WeChat official account is one of the most commonly used social media platform for patients with rare neurological diseases to obtain knowledge on their treatment options. Yet, there still lacks a comprehensive assessment on the WeChat posts.

To assess the quality, readability and endorsement of online information about rare neurological diseases released by WeChat official accounts.

A four-stage methodological sampling technique was used in this cross-sectional study to identify articles related to the top-seven rare neurological diseases (with the largest hospitalized patients) in China during May to August 2019. The quality was independently scored by two researchers using DISCERN, while the readability and the endorsement were calculated through a Chinese readability formula and the like ratio respectively. All the three indices were then compared among different affiliation categories and different treatment types.

A total of 173 eligible articles were selected from 28 WeChat official accounts. For all articles, the mean (SD) DISCERN score was 30.27 (7.20; 95% CI, 29.19-31.35), only three of 173 articles (1.73%) achieved the good level. The mean (SD) score of readability was 10.07 (1.35; 95% CI, 9.88-10.27), which geared to the level 4 (undergraduate).
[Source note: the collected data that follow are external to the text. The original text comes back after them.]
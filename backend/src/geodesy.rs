use geo::HaversineDistance;
use geo_types::Coord;

use crate::models::GeoPoint;

pub const KM_PER_DEG: f64 = 111.32;
pub const METERS_PER_DEG: f64 = 111_320.0;
pub const METERS_PER_NM: f64 = 1_852.0;

/// Floor on cos(lat) so longitude spacing stays finite near the poles.
pub const MIN_LNG_SCALE: f64 = 0.05;

/// Great-circle distance in meters (mean earth radius 6 371 008.8 m).
pub fn haversine_m(a: GeoPoint, b: GeoPoint) -> f64 {
    a.to_point().haversine_distance(&b.to_point())
}

pub fn haversine_km(a: GeoPoint, b: GeoPoint) -> f64 {
    haversine_m(a, b) / 1000.0
}

pub fn path_length_m(path: &[GeoPoint]) -> f64 {
    path.windows(2).map(|w| haversine_m(w[0], w[1])).sum()
}

pub fn lng_scale(lat: f64) -> f64 {
    lat.to_radians().cos().abs().max(MIN_LNG_SCALE)
}

/// Local equirectangular frame: degrees to meters, with longitude scaled by
/// the cosine of a reference latitude. Good to a few meters over the extent
/// of a single leg.
#[derive(Debug, Clone, Copy, PartialEq)]
pub struct LocalFrame {
    lng_m_per_deg: f64,
}

impl LocalFrame {
    pub fn at(lat: f64) -> Self {
        Self {
            lng_m_per_deg: METERS_PER_DEG * lng_scale(lat),
        }
    }

    pub fn around(points: &[GeoPoint]) -> Self {
        let mean_lat = if points.is_empty() {
            0.0
        } else {
            points.iter().map(|p| p.lat).sum::<f64>() / points.len() as f64
        };
        Self::at(mean_lat)
    }

    pub fn project(&self, point: GeoPoint) -> Coord<f64> {
        Coord {
            x: point.lng * self.lng_m_per_deg,
            y: point.lat * METERS_PER_DEG,
        }
    }

    /// Projects a `Coord` already in (lng, lat) order.
    pub fn project_coord(&self, coord: Coord<f64>) -> Coord<f64> {
        Coord {
            x: coord.x * self.lng_m_per_deg,
            y: coord.y * METERS_PER_DEG,
        }
    }

    pub fn unproject(&self, coord: Coord<f64>) -> GeoPoint {
        GeoPoint::new(coord.y / METERS_PER_DEG, coord.x / self.lng_m_per_deg)
    }
}

/// Unit vector (in the local frame) perpendicular to `start -> end`, pointing
/// to the left of the direction of travel.
fn perpendicular_unit(frame: &LocalFrame, start: GeoPoint, end: GeoPoint) -> Coord<f64> {
    let a = frame.project(start);
    let b = frame.project(end);
    let dx = b.x - a.x;
    let dy = b.y - a.y;
    let len = (dx * dx + dy * dy).sqrt().max(f64::EPSILON);
    Coord {
        x: -dy / len,
        y: dx / len,
    }
}

/// Midpoint of `start -> end` pushed sideways by `ratio` of the segment
/// length, never more than `max_offset_m`.
pub fn offset_midpoint(start: GeoPoint, end: GeoPoint, ratio: f64, max_offset_m: f64) -> GeoPoint {
    let frame = LocalFrame::at((start.lat + end.lat) / 2.0);
    let perp = perpendicular_unit(&frame, start, end);
    let offset = (haversine_m(start, end) * ratio).min(max_offset_m);
    let mid = frame.project(start.interpolate(end, 0.5));
    frame.unproject(Coord {
        x: mid.x + perp.x * offset,
        y: mid.y + perp.y * offset,
    })
}

pub fn meters_to_nm(meters: f64) -> f64 {
    meters / METERS_PER_NM
}

#[cfg(test)]
mod tests {
    use super::*;

    const EARTH_RADIUS_KM: f64 = 6_371.0088;

    #[test]
    fn test_haversine_same_point() {
        let point = GeoPoint::new(43.5, 16.4);
        assert_eq!(haversine_m(point, point), 0.0);
    }

    #[test]
    fn test_one_degree_of_latitude() {
        let a = GeoPoint::new(43.0, 16.0);
        let b = GeoPoint::new(44.0, 16.0);
        assert!((haversine_km(a, b) - 111.195).abs() < 0.01);
    }

    #[test]
    fn test_path_length_empty_and_single() {
        assert_eq!(path_length_m(&[]), 0.0);
        assert_eq!(path_length_m(&[GeoPoint::new(43.0, 16.0)]), 0.0);
    }

    #[test]
    fn test_local_frame_matches_haversine_over_short_distances() {
        let a = GeoPoint::new(43.50, 16.40);
        let b = GeoPoint::new(43.45, 16.48);
        let frame = LocalFrame::around(&[a, b]);
        let pa = frame.project(a);
        let pb = frame.project(b);
        let planar = ((pa.x - pb.x).powi(2) + (pa.y - pb.y).powi(2)).sqrt();
        let relative = (planar - haversine_m(a, b)).abs() / haversine_m(a, b);
        assert!(relative < 0.005, "relative error {relative}");
    }

    #[test]
    fn test_offset_midpoint_is_capped() {
        let a = GeoPoint::new(43.0, 15.5);
        let b = GeoPoint::new(43.2, 15.7);
        let mid = a.interpolate(b, 0.5);
        let shifted = offset_midpoint(a, b, 0.1, 1_500.0);
        let shift = haversine_m(mid, shifted);
        assert!((shift - 1_500.0).abs() < 15.0, "shift {shift}");
    }

    mod proptests {
        use super::*;
        use proptest::prelude::*;

        fn valid_point() -> impl Strategy<Value = GeoPoint> {
            (-85.0..=85.0, -180.0..=180.0).prop_map(|(lat, lng)| GeoPoint::new(lat, lng))
        }

        fn adriatic_point() -> impl Strategy<Value = GeoPoint> {
            (42.0..=45.0, 13.0..=19.0).prop_map(|(lat, lng)| GeoPoint::new(lat, lng))
        }

        proptest! {
            #[test]
            fn prop_haversine_symmetric(a in valid_point(), b in valid_point()) {
                let ab = haversine_m(a, b);
                let ba = haversine_m(b, a);
                prop_assert!(ab >= 0.0);
                prop_assert!((ab - ba).abs() < 1e-6);
            }

            #[test]
            fn prop_haversine_bounded_by_half_earth_circumference(a in valid_point(), b in valid_point()) {
                let max_distance = std::f64::consts::PI * EARTH_RADIUS_KM;
                prop_assert!(haversine_km(a, b) <= max_distance + 0.1);
            }

            #[test]
            fn prop_haversine_triangle_inequality(a in valid_point(), b in valid_point(), c in valid_point()) {
                prop_assert!(haversine_m(a, c) <= haversine_m(a, b) + haversine_m(b, c) + 0.1);
            }

            #[test]
            fn prop_path_length_additive(
                first in prop::collection::vec(valid_point(), 2..5),
                second in prop::collection::vec(valid_point(), 2..5)
            ) {
                let mut combined = first.clone();
                combined.extend_from_slice(&second);
                let connection = haversine_m(first[first.len() - 1], second[0]);
                let expected = path_length_m(&first) + connection + path_length_m(&second);
                prop_assert!((path_length_m(&combined) - expected).abs() < 1e-3);
            }

            #[test]
            fn prop_offset_midpoint_is_left_of_travel(a in adriatic_point(), b in adriatic_point()) {
                prop_assume!(haversine_m(a, b) > 1_000.0);
                let frame = LocalFrame::around(&[a, b]);
                let pa = frame.project(a);
                let pb = frame.project(b);
                let pm = frame.project(offset_midpoint(a, b, 0.03, 1_500.0));
                let cross = (pb.x - pa.x) * (pm.y - pa.y) - (pb.y - pa.y) * (pm.x - pa.x);
                prop_assert!(cross > 0.0);
            }
        }
    }
}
The mean (SD) like ratio was 0.010 (0.015; 95% CI, 0.007-0.012), statistically different among affiliation categories (H = 31.915, P < .001) and treatment types (H = 14.829, P = .01). Articles on psychological intervention had the highest endorsement but the lowest quality. Articles related to traditional Chinese medicine got the lowest like ratio and the most difficult readability.

Our findings indicate that the accessible online information about rare neurological diseases released on WeChat official accounts varies by sources and is generally of poor quality. The information presented is obscure and might exceed the average education level of the public, which therefore limits it to be further diffused. Future efforts to improve the quality, readability and endorsement of online information on rare neurological diseases are needed.